November 27, 2006

Thomas Szasz

Category: Academic,Books/Articles,Politics,Psychiatry — Biella @ 3:41 pm

I just finished a pretty good article The Myth of Thomas Szasz, about the man who most famously attacked the psychiatric profession in part by claiming mental illness was manufactured, a myth. In a nutshell here is the point of the article:

“It is hard to doubt the reality of mental illness, especially when the suffering of affected individuals is so complete and the impairment so extreme, when psyche and identity are crippled almost beyond repair. But it is also remarkable how much of modern psychiatry is still theoretical rather than empirical, and how many of the supposed mental illnesses that appear (and multiply) in the Diagnostic and Statistical Manual of Mental Disorders have no known biological underpinnings or explanations. Although Szasz’s critique often became a caricature, his intuition about the limits and deformations of modern psychiatry cannot be ignored. Many sick people have surely benefited from psychiatric treatment, both “talk therapy” and pharmacotherapy. But psychiatry’s long history of error—from snake pits to ice baths to spinning chairs to electroshock to lobotomy—should give us pause. Skepticism is not backwardness, even if Szasz often took his skepticism to rhetorical extreme”
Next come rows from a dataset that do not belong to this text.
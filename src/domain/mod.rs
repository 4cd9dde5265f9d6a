pub mod entry;
pub mod resource;

pub use entry::*;
pub use resource::*;
use super::columns::read_sequence;
use super::error::{HistoryError, HistoryResult};
use super::options::TrackedType;
use crate::domain::ResourceId;
use crate::store::{Order, Row, Transaction};

/// Restores the live row of `resource_id` to a recorded snapshot: the entry
/// with `sequence`, or the latest entry when `sequence` is `None`.
///
/// The snapshot is written with a plain update on the resource table. No
/// lifecycle notification runs, so the revert itself is not recorded and no
/// host validation or derived-field computation is applied: the stored
/// attributes are restored exactly. Returns the number of rows touched.
pub(crate) async fn revert_in(
    tx: &mut dyn Transaction,
    tracked: &TrackedType,
    resource_id: &ResourceId,
    sequence: Option<u64>,
) -> HistoryResult<u64> {
    let storage = &tracked.storage;
    let filter = storage.resource_filter(&tracked.kind, resource_id);
    let row = match sequence {
        // Sequences may be stored as numeric strings, so match on the
        // decoded value rather than by column equality.
        Some(sequence) => tx
            .find_all(&storage.table, &filter, None)
            .await?
            .into_iter()
            .find(|row| {
                row.get(&storage.fields.sequence)
                    .and_then(read_sequence)
                    == Some(sequence)
            }),
        None => {
            tx.find_one(&storage.table, &filter, Some(Order::desc(&storage.fields.sequence)))
                .await?
        }
    };
    let row = row.ok_or_else(|| {
        HistoryError::NotFound(match sequence {
            Some(sequence) => format!(
                "no history entry {} for {}/{}",
                sequence, tracked.kind, resource_id
            ),
            None => format!("no history for {}/{}", tracked.kind, resource_id),
        })
    })?;

    let mut data = storage.data_of(&row)?;
    // The live row keeps its own identity.
    data.remove(&tracked.id_attribute);

    let mut target = Row::new();
    target.insert(tracked.id_attribute.clone(), resource_id.to_value());
    let affected = tx.update(&tracked.kind, &target, &data).await?;

    tracing::info!(
        resource_type = %tracked.kind,
        %resource_id,
        sequence = ?sequence,
        affected,
        "reverted resource"
    );
    Ok(affected)
}
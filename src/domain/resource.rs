use serde::{Deserialize, Serialize};
use serde_json::{Map, Value};

/// Attribute map of a resource, keyed by attribute name.
pub type Attributes = Map<String, Value>;

/// Identity value of a tracked resource.
#[derive(Debug, Clone, PartialEq, Eq, Hash, Serialize, Deserialize)]
#[serde(untagged)]
pub enum ResourceId {
    Int(i64),
    Text(String),
}

impl ResourceId {
    /// Reads an identity out of a JSON value. Null, floats and structured
    /// values are not identities.
    pub fn from_value(value: &Value) -> Option<Self> {
        match value {
            Value::Number(n) => n.as_i64().map(Self::Int),
            Value::String(s) => Some(Self::Text(s.clone())),
            _ => None,
        }
    }

    pub fn to_value(&self) -> Value {
        match self {
            Self::Int(n) => Value::from(*n),
            Self::Text(s) => Value::String(s.clone()),
        }
    }
}

impl std::fmt::Display for ResourceId {
    fn fmt(&self, f: &mut std::fmt::Formatter<'_>) -> std::fmt::Result {
        match self {
            Self::Int(n) => write!(f, "{}", n),
            Self::Text(s) => write!(f, "{}", s),
        }
    }
}

impl From<i64> for ResourceId {
    fn from(n: i64) -> Self {
        Self::Int(n)
    }
}

impl From<&str> for ResourceId {
    fn from(s: &str) -> Self {
        Self::Text(s.to_string())
    }
}

impl From<String> for ResourceId {
    fn from(s: String) -> Self {
        Self::Text(s)
    }
}

/// A mutable record as the host sees it: its type (table name) and its
/// attributes, identity field included.
#[derive(Debug, Clone, PartialEq, Serialize, Deserialize)]
pub struct Resource {
    pub kind: String,
    pub attributes: Attributes,
}

impl Resource {
    pub fn new(kind: impl Into<String>, attributes: Attributes) -> Self {
        Self {
            kind: kind.into(),
            attributes,
        }
    }

    /// Builds a resource from any serializable value. Fails unless the value
    /// serializes to a JSON object.
    pub fn from_serialize<T: Serialize>(
        kind: impl Into<String>,
        value: &T,
    ) -> Result<Self, serde_json::Error> {
        match serde_json::to_value(value)? {
            Value::Object(attributes) => Ok(Self::new(kind, attributes)),
            other => Err(serde::ser::Error::custom(format!(
                "expected an attribute map, got {}",
                json_kind(&other)
            ))),
        }
    }

    pub fn get(&self, name: &str) -> Option<&Value> {
        self.attributes.get(name)
    }

    /// Identity stored under `id_attribute`, if present and usable.
    pub fn id(&self, id_attribute: &str) -> Option<ResourceId> {
        self.attributes
            .get(id_attribute)
            .and_then(ResourceId::from_value)
    }
}

pub(crate) fn json_kind(value: &Value) -> &'static str {
    match value {
        Value::Null => "null",
        Value::Bool(_) => "boolean",
        Value::Number(_) => "number",
        Value::String(_) => "string",
        Value::Array(_) => "array",
        Value::Object(_) => "object",
    }
}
The part I found most interesting (and now I must read it):

A piece in The New York Times Magazine[by Szasz] titled “Mental Illness Is a Myth” reportedly induced more reader response than any article in the magazine’s history. If he had preached from the pulpit with The Myth of Mental Illness, he had now nailed his thesis to the church’s front door.

I must must check out the reader response!

For those who know little about what came to be known as anti-psychiatry, this article is worth reading. It is written well and presents the virtue of skepticism, even if extreme, which is what Thomas Szasz, was all about. My only complaint is that if you know nothing of anti-psychiatry or the visible and patient-led challenge to psychiatry that followed in the 1970s, you would think that Thomas Szasz was entirely in a class of his own. While he may be the most famous figure, and may have certainly led the charge in many resepcts, there were others (that is critical psychiatrists like him (and not just in the US) not to mention wide spread critique from various social quarters. But a great great article otherwise.